Under the bill, this board would be called the "health education advisory board". The district's school board would have to determine the advisory board's terms of service, the number of members who would serve on it, and a membership selection process that reasonablely reflected the school district's population. The school board would have to appoint a parent to chair the health education advisory board. A majority of the members of the advisory board would have to be parents who were not employed by or at the school district, or any of the schools it operated, and who had a child attending a school operated by the school district.
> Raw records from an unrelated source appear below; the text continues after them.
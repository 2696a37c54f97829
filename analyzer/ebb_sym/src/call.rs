//! Declarations, call expressions, and program points.

use std::fmt;

use smallvec::SmallVec;

use crate::{Name, OwnershipAttr, Span};

/// Index of an expression in the analyzed function.
///
/// The execution core evaluates expressions to values per path; checkers
/// only ever look values up by `ExprId`, never at syntax.
#[derive(Copy, Clone, Eq, PartialEq, Ord, PartialOrd, Hash)]
#[repr(transparent)]
pub struct ExprId(u32);

impl ExprId {
    #[inline]
    pub const fn from_raw(raw: u32) -> Self {
        ExprId(raw)
    }

    #[inline]
    pub const fn raw(self) -> u32 {
        self.0
    }
}

impl fmt::Debug for ExprId {
    fn fmt(&self, f: &mut fmt::Formatter<'_>) -> fmt::Result {
        write!(f, "e{}", self.0)
    }
}

/// Index of a function declaration in the execution core's arena.
#[derive(Copy, Clone, Eq, PartialEq, Hash)]
#[repr(transparent)]
pub struct FnDeclId(u32);

impl FnDeclId {
    #[inline]
    pub const fn from_raw(raw: u32) -> Self {
        FnDeclId(raw)
    }

    #[inline]
    pub const fn raw(self) -> u32 {
        self.0
    }
}

impl fmt::Debug for FnDeclId {
    fn fmt(&self, f: &mut fmt::Formatter<'_>) -> fmt::Result {
        write!(f, "fn{}", self.0)
    }
}

/// A function declaration as checkers see it: a canonical name plus its
/// ownership attributes, in source order.
#[derive(Clone, Debug, PartialEq, Eq)]
pub struct FnDecl {
    pub name: Name,
    pub attrs: SmallVec<[OwnershipAttr; 2]>,
}

impl FnDecl {
    pub fn new(name: Name) -> Self {
        FnDecl {
            name,
            attrs: SmallVec::new(),
        }
    }

    #[must_use]
    pub fn with_attr(mut self, attr: OwnershipAttr) -> Self {
        self.attrs.push(attr);
        self
    }
}

/// A call expression at an analysis event.
///
/// `decl` is the declaration the callee resolved to; `None` models an
/// indirect call, which no checker can classify.
#[derive(Clone, Debug, PartialEq, Eq)]
pub struct CallExpr {
    /// The call expression itself (its result value is bound to this id).
    pub expr: ExprId,
    /// The resolved callee declaration, if any.
    pub decl: Option<FnDeclId>,
    /// Argument expressions in call order.
    pub args: SmallVec<[ExprId; 4]>,
}

impl CallExpr {
    pub fn new(
        expr: ExprId,
        decl: Option<FnDeclId>,
        args: impl IntoIterator<Item = ExprId>,
    ) -> Self {
        CallExpr {
            expr,
            decl,
            args: args.into_iter().collect(),
        }
    }

    /// The argument expression at `index`, if the call has one.
    pub fn arg(&self, index: usize) -> Option<ExprId> {
        self.args.get(index).copied()
    }
}

/// Identity of a node in the exploration graph.
///
/// Nodes are minted by the execution core when a checker commits a
/// transition; diagnostics anchor to them. A sink node has an id like any
/// other — the distinction lives on the node itself.
#[derive(Copy, Clone, Eq, PartialEq, Ord, PartialOrd, Hash)]
#[repr(transparent)]
pub struct NodeId(u32);

impl NodeId {
    #[inline]
    pub const fn from_raw(raw: u32) -> Self {
        NodeId(raw)
    }

    #[inline]
    pub const fn raw(self) -> u32 {
        self.0
    }
}

impl fmt::Debug for NodeId {
    fn fmt(&self, f: &mut fmt::Formatter<'_>) -> fmt::Result {
        write!(f, "n{}", self.0)
    }
}

/// A program point: the statement or expression an event fired at.
///
/// Lifecycle states and diagnostics anchor here. Equality is by id and
/// span, so two states entered at the same point compare equal.
#[derive(Copy, Clone, Eq, PartialEq, Hash)]
pub struct ProgPoint {
    pub id: u32,
    pub span: Span,
}

impl ProgPoint {
    /// Synthesized point for events with no source anchor.
    pub const DUMMY: ProgPoint = ProgPoint {
        id: 0,
        span: Span::DUMMY,
    };

    pub const fn new(id: u32, span: Span) -> Self {
        ProgPoint { id, span }
    }
}

impl fmt::Debug for ProgPoint {
    fn fmt(&self, f: &mut fmt::Formatter<'_>) -> fmt::Result {
        write!(f, "p{}@{:?}", self.id, self.span)
    }
}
The remainder of the board would have to consist of pupils enrolled in the district's schools, educators, local clergy, and community health professionals. Written notice of a health education advisory board meeting would have to be sent to each member at least two weeks before the date of the meeting.
A health education advisory board would have to do all of the following:
-- Establish program goals and objectives for pupil knowledge and skills that likely would reduce the levels of adolescent sexual intercourse.
-- Review the materials and methods of instruction used, and make recommendations to the school board for implementation.
-- At least once every two years, develop procedures for evaluating, measuring, and reporting the attainment of the board's program goals and objectives. The board would have to make the resulting report available to parents in the district.
Family Planning Drug or Device
The Code prohibits a person from dispensing or distributing a family planning drug or device in a public school. The bill would extend this to public school property.
Senate Bill 944
The State School Aid Act requires a district or intermediate district providing instruction on reproductive health or other sex education under the Revised School Code to comply with certain requirements, or forfeit of 5% of its total State aid allocation. (These requirements include informing pupils that sex with a person under 16 is a crime; notifying parents of the content of the instruction; and notifying parents of their right to excuse their child from instruction.) Under the bill, this also would apply to districts providing instruction as set forth in Senate Bill 943.
Senate Bill 944 provides that, if a person who resided in a district believed that the district had violated these requirements or the requirements contained in the Revised School Code pertaining to AIDS/HIV and sex education (including those proposed by Senate Bill 943), the person could file a complaint with the Superintendent of Public Instruction. Upon receiving the complaint, the Superintendent would have to order the Department of Education to investigate it and to determine within 90 days whether or not the district would have to forfeit 5% of its total state aid allocation.
The Department of Education, with the approval of the Superintendent, would have to establish a reasonable procedure for filing these complaints, so that they did not place an undue burden on the complainant, the school district, or the Department.
MCL 380.1169 et al. (S.B. 943) - Legislative Analyst: Claire Layman
MCL 388.1766a (S.B. 944)
FISCAL IMPACT
Senate Bill 943
The bill would have no fiscal impact on State or local government.
Senate Bill 944
The Department could see minor increased costs from this legislation related to the assignment of departmental personnel to investigate the proposed public complaint procedure. The bill would have no fiscal impact on local government.
- Fiscal Analyst: Kathryn Summers-CotyS0304\s943sa
This analysis was prepared by nonpartisan Senate staff for use by the Senate in its deliberations and does not constitute an official statement of legislative intent.